Only the lines below from the one containing "after any redirects." to the one containing "with a timeout." should be repeated, both included and unchanged.

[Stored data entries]
****************
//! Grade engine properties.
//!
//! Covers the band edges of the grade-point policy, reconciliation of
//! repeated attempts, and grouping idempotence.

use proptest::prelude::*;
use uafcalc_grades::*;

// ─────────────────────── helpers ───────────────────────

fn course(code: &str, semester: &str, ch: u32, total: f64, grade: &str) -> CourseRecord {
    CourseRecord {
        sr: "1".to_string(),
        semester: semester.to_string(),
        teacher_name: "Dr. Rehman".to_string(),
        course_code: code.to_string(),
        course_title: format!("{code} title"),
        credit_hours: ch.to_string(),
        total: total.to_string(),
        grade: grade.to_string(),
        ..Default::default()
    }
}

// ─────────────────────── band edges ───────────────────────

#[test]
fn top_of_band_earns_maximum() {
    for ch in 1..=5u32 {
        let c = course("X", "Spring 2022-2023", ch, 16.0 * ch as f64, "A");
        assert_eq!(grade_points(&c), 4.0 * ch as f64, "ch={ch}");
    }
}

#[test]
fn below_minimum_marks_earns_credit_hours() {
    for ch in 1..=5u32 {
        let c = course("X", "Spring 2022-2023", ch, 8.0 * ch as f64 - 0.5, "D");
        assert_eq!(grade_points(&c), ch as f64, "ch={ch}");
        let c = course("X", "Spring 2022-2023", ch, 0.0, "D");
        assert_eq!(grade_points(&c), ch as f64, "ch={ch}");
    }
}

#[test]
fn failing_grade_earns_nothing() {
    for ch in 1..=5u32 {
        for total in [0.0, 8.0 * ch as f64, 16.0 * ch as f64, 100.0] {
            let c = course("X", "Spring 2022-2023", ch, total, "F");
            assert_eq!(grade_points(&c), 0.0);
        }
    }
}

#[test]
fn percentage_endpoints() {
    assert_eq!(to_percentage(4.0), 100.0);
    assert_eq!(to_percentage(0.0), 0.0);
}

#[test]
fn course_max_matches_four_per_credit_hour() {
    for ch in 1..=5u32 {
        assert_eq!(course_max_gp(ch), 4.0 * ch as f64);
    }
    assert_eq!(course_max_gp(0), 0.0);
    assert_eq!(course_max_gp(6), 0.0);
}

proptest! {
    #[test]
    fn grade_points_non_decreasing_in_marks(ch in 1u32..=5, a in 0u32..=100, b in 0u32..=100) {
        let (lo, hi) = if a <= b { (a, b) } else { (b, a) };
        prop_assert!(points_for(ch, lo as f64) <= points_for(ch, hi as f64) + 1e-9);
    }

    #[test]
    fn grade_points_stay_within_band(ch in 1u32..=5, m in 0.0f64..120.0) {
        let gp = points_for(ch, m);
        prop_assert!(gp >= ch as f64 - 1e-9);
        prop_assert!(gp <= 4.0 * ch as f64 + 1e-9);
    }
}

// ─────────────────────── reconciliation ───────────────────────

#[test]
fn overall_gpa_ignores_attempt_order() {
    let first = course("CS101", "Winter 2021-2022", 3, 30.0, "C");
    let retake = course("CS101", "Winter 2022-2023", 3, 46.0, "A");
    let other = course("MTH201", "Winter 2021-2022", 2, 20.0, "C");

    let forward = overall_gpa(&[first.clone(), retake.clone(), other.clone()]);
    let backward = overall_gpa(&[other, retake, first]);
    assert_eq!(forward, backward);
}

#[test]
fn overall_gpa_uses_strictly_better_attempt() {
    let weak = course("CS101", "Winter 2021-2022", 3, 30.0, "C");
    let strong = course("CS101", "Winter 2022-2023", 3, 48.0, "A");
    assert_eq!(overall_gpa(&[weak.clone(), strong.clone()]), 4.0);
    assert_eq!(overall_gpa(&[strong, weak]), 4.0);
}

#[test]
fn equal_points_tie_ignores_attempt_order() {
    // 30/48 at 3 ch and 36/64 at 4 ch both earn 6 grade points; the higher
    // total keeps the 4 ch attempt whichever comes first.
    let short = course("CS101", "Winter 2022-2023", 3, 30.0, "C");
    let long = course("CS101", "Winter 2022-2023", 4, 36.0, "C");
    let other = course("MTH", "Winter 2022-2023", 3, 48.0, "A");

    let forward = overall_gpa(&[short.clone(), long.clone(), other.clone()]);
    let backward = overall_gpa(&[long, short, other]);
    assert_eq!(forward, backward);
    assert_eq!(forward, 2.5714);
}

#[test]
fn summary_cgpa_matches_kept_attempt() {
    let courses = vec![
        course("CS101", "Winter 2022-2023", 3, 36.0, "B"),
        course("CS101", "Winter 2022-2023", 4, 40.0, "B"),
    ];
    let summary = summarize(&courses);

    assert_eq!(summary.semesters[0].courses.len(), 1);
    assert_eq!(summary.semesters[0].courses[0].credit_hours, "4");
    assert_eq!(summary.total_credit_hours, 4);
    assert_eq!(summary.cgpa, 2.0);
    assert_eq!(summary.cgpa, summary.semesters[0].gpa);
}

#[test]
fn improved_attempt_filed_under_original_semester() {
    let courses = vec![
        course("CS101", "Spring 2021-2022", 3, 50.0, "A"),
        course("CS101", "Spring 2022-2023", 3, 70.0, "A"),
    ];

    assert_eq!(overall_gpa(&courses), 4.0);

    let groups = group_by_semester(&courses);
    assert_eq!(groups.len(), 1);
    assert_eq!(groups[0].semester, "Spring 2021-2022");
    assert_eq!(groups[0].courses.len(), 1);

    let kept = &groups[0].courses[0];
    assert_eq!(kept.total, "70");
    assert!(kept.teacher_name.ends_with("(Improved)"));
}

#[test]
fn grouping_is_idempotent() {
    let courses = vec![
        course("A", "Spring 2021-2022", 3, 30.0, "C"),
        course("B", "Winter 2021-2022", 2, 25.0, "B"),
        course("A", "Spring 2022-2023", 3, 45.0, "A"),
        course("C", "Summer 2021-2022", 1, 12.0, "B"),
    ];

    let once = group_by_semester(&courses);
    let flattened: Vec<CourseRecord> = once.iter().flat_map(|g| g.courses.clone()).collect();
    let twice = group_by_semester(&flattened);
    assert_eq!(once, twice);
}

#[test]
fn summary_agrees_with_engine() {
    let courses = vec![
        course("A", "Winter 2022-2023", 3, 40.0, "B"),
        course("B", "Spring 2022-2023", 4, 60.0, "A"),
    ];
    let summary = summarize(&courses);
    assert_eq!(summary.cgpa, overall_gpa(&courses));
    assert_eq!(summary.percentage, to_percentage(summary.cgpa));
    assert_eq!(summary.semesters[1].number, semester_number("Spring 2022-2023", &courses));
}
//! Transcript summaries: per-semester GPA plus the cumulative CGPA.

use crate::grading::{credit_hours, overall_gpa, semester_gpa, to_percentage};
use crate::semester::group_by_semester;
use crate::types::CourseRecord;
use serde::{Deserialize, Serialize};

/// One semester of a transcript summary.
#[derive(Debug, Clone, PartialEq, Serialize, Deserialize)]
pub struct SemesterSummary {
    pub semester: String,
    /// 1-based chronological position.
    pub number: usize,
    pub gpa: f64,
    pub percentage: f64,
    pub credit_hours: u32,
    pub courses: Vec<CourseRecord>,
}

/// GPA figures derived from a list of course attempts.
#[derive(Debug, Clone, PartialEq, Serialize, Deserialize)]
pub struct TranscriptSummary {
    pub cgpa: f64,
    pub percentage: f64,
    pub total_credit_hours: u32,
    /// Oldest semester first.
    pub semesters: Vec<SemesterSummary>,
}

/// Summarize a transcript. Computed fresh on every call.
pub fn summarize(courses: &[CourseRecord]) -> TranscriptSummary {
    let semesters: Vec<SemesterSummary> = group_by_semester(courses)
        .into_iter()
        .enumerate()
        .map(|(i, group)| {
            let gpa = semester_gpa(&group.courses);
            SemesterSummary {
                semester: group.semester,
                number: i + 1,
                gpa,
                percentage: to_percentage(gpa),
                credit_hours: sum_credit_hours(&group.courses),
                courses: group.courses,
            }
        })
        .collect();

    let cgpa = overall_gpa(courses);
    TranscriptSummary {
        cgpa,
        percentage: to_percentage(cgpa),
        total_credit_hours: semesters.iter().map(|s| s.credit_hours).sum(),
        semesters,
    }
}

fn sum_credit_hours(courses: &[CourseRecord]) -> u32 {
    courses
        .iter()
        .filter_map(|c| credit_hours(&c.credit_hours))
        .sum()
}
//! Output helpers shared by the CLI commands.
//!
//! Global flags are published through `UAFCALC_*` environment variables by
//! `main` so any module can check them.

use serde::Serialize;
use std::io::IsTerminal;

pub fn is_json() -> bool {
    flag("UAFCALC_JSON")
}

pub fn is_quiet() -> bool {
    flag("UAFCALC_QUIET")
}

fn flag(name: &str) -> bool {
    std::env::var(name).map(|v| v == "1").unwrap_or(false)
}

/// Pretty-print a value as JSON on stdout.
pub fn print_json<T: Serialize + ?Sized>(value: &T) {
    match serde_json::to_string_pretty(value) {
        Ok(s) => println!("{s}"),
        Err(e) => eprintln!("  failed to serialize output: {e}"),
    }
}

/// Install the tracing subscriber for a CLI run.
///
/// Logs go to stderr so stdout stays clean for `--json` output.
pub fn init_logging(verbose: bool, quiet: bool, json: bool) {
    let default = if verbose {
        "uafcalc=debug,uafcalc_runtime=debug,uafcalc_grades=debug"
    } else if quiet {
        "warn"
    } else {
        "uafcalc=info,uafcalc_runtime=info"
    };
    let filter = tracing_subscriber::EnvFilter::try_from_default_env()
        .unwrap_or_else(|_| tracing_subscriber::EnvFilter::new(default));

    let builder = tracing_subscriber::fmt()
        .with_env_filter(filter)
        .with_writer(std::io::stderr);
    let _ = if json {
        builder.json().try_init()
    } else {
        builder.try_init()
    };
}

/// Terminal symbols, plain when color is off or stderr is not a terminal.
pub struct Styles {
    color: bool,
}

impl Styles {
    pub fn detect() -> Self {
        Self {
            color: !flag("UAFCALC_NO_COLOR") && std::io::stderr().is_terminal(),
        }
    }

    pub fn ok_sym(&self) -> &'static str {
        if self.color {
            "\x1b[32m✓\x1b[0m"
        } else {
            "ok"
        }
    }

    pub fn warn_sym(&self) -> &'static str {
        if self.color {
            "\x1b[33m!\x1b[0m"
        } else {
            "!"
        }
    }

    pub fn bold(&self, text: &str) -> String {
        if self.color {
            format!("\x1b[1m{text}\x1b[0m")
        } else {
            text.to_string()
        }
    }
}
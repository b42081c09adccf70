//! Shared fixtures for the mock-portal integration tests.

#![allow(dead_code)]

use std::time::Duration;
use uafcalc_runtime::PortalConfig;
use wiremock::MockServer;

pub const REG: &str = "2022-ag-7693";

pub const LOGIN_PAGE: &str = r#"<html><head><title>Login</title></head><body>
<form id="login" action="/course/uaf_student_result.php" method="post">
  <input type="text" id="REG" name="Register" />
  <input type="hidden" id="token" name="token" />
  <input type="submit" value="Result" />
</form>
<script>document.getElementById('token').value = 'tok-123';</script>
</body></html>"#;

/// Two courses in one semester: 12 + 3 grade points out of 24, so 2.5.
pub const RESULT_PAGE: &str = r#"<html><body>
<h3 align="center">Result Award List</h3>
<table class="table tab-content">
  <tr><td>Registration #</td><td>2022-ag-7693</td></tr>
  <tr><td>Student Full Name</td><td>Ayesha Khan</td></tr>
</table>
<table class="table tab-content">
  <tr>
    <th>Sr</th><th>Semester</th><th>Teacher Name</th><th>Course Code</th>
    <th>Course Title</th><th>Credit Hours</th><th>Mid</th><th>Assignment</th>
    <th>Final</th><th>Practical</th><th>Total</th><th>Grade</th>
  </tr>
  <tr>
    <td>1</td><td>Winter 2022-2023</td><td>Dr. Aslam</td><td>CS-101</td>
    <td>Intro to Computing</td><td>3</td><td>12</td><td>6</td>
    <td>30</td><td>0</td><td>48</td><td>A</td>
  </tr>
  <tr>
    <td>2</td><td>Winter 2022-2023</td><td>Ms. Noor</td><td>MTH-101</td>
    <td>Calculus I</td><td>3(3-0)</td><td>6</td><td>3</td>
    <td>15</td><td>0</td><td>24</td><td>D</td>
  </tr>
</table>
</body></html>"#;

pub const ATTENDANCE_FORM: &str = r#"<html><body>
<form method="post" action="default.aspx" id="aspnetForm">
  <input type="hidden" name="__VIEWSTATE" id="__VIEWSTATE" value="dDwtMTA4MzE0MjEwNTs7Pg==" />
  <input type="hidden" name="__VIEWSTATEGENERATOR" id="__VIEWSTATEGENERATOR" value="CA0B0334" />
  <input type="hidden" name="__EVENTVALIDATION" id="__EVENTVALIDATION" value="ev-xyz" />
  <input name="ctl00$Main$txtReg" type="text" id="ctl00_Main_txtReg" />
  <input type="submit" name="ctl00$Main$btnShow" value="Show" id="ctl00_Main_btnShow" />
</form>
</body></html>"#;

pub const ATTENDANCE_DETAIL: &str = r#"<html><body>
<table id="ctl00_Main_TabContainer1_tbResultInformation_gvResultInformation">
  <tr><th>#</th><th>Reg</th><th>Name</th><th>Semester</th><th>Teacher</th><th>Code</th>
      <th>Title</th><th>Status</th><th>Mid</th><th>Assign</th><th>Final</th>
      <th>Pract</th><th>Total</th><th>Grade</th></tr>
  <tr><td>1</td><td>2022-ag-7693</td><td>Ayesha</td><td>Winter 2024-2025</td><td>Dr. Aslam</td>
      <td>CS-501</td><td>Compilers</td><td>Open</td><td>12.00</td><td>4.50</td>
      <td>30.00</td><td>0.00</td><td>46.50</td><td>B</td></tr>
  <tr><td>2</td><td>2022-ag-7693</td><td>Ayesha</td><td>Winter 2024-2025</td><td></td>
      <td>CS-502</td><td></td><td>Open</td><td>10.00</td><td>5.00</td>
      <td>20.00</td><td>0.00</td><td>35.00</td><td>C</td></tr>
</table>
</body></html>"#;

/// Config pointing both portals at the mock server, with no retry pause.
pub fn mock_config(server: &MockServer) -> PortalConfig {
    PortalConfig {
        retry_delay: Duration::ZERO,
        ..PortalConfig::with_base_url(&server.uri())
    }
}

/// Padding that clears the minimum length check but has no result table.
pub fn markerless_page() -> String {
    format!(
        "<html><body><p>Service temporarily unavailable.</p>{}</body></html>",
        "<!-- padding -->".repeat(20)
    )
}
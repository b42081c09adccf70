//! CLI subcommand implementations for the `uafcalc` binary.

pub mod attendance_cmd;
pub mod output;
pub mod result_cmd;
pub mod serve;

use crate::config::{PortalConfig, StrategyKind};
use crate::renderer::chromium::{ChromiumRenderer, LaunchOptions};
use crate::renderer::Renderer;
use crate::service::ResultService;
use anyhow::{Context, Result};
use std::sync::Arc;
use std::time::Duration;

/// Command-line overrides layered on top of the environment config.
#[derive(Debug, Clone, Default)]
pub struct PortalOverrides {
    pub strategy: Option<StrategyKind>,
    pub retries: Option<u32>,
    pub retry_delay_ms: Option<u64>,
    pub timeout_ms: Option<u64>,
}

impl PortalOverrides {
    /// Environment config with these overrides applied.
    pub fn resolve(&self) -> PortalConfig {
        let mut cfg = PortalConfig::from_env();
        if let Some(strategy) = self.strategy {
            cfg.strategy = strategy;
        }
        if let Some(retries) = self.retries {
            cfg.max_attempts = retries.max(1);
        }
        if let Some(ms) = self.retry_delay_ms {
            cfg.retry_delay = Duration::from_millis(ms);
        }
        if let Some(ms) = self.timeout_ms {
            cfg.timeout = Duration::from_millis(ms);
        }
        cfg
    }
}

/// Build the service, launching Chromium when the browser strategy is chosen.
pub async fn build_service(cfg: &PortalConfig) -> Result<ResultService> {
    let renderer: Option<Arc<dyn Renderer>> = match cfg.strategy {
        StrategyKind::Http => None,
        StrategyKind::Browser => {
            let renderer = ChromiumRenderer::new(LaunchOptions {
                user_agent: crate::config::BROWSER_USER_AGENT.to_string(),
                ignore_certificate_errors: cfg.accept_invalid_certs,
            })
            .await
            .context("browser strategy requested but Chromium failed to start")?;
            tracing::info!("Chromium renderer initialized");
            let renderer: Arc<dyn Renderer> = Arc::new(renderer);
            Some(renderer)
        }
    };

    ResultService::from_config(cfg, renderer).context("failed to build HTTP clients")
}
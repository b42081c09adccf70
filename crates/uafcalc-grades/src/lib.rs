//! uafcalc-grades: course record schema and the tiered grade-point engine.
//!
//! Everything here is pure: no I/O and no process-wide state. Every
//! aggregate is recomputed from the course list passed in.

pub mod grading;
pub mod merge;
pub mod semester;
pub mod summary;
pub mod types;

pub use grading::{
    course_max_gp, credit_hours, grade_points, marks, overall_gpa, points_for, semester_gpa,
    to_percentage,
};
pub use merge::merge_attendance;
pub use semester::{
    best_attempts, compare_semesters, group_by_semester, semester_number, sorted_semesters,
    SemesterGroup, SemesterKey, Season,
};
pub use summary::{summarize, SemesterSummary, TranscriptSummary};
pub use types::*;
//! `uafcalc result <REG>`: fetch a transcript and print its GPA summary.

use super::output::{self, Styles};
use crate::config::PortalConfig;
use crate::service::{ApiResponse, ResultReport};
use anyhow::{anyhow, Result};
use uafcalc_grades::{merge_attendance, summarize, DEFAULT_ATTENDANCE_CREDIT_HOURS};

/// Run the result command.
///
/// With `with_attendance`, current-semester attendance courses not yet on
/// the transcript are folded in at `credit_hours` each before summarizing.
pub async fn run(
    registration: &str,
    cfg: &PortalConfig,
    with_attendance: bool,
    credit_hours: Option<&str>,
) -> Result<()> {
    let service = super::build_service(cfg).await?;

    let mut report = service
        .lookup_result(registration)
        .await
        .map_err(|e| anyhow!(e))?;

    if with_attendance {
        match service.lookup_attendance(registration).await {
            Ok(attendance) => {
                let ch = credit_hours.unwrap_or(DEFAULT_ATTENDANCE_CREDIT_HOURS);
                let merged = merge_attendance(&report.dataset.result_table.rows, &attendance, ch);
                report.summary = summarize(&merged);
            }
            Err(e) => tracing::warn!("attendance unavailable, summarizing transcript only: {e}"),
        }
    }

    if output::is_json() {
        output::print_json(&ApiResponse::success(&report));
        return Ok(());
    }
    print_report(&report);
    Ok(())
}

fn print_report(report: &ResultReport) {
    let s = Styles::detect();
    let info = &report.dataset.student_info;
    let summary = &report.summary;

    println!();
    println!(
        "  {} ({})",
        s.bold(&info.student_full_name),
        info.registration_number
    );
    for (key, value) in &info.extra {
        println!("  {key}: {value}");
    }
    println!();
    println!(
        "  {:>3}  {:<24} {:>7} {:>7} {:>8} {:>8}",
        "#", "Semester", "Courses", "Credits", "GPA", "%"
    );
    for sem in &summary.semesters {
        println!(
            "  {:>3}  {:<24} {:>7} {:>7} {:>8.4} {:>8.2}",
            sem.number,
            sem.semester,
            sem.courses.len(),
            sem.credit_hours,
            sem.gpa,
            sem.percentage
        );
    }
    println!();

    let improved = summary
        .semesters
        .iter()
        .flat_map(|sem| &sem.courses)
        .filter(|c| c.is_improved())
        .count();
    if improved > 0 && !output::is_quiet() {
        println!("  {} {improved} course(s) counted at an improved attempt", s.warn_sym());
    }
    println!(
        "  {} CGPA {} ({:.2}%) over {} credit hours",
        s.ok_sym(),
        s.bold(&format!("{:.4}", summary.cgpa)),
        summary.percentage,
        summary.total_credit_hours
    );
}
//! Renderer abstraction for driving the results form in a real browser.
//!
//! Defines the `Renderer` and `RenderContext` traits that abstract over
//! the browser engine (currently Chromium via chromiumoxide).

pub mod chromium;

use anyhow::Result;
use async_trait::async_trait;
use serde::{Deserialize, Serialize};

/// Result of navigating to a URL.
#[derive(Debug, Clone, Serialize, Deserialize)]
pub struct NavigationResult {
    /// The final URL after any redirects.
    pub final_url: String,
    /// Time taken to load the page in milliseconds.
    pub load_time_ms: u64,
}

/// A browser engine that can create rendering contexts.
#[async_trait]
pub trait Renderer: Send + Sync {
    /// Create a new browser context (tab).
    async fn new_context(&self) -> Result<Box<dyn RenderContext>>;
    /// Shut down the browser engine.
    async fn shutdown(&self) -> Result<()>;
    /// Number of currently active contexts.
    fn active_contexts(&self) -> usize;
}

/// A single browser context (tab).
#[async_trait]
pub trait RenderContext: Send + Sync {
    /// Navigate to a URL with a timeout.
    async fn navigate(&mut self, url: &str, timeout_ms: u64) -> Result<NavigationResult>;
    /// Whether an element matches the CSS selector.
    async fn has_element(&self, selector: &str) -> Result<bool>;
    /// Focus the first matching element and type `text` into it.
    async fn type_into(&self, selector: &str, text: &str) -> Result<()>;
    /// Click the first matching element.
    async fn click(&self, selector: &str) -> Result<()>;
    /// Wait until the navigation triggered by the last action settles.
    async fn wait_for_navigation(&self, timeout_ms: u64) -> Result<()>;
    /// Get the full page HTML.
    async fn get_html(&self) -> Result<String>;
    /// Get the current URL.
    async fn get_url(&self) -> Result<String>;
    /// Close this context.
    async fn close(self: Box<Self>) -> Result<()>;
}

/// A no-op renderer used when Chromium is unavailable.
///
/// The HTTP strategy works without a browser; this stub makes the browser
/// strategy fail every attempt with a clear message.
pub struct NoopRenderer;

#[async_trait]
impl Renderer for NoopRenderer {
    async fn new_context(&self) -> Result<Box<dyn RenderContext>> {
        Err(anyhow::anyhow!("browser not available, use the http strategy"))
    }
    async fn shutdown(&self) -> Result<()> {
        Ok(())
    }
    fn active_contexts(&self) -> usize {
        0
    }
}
****************
## Exercise response
    /// The final URL after any redirects.
    pub final_url: String,
    /// Time taken to load the page in milliseconds.
    pub load_time_ms: u64,
}

/// A browser engine that can create rendering contexts.
#[async_trait]
pub trait Renderer: Send + Sync {
    /// Create a new browser context (tab).
    async fn new_context(&self) -> Result<Box<dyn RenderContext>>;
    /// Shut down the browser engine.
    async fn shutdown(&self) -> Result<()>;
    /// Number of currently active contexts.
    fn active_contexts(&self) -> usize;
}

/// A single browser context (tab).
#[async_trait]
pub trait RenderContext: Send + Sync {
    /// Navigate to a URL with a timeout.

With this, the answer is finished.